Stored data:
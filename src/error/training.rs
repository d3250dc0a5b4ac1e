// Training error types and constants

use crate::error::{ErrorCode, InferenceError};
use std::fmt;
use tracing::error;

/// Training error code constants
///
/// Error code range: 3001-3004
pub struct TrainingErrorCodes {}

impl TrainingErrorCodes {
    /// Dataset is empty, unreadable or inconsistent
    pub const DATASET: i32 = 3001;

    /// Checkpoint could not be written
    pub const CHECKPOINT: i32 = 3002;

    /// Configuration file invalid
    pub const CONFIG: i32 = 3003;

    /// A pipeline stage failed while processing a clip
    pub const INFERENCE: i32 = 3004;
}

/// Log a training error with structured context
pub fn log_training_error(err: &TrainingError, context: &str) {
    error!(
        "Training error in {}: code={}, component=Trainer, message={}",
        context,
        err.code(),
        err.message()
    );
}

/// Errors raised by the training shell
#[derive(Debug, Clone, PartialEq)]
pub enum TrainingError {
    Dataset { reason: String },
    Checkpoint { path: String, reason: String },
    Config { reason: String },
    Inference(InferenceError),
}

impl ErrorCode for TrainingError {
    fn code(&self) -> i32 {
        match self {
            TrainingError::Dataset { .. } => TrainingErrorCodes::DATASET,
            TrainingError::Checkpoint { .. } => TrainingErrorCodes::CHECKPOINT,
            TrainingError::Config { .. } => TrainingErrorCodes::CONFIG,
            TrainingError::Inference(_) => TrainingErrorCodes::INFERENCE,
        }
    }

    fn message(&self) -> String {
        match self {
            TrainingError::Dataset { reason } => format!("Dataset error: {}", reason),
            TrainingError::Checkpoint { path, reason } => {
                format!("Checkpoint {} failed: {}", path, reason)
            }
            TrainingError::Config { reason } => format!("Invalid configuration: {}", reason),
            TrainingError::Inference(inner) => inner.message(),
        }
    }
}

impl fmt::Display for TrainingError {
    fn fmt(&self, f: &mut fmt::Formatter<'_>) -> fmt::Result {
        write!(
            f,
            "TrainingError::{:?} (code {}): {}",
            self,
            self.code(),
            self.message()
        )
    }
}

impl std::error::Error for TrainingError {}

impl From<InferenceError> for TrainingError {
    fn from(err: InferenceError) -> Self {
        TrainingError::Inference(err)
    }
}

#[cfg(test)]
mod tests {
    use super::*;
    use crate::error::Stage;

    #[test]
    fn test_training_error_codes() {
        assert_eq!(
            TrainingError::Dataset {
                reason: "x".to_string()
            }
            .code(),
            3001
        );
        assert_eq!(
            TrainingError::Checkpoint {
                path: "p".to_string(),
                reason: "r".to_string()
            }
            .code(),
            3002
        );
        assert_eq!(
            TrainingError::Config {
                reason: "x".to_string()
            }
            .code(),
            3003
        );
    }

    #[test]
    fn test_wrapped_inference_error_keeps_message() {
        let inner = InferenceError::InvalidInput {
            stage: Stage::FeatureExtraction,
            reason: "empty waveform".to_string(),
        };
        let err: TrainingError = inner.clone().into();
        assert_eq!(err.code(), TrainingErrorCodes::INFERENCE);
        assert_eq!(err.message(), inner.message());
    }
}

ACTIVITY:
What are the lines of the data above that include the string "InferenceError"? Copy them.

PROBLEM SOLUTION:
use crate::error::{ErrorCode, InferenceError};
    Inference(InferenceError),
impl From<InferenceError> for TrainingError {
    fn from(err: InferenceError) -> Self {
        let inner = InferenceError::InvalidInput {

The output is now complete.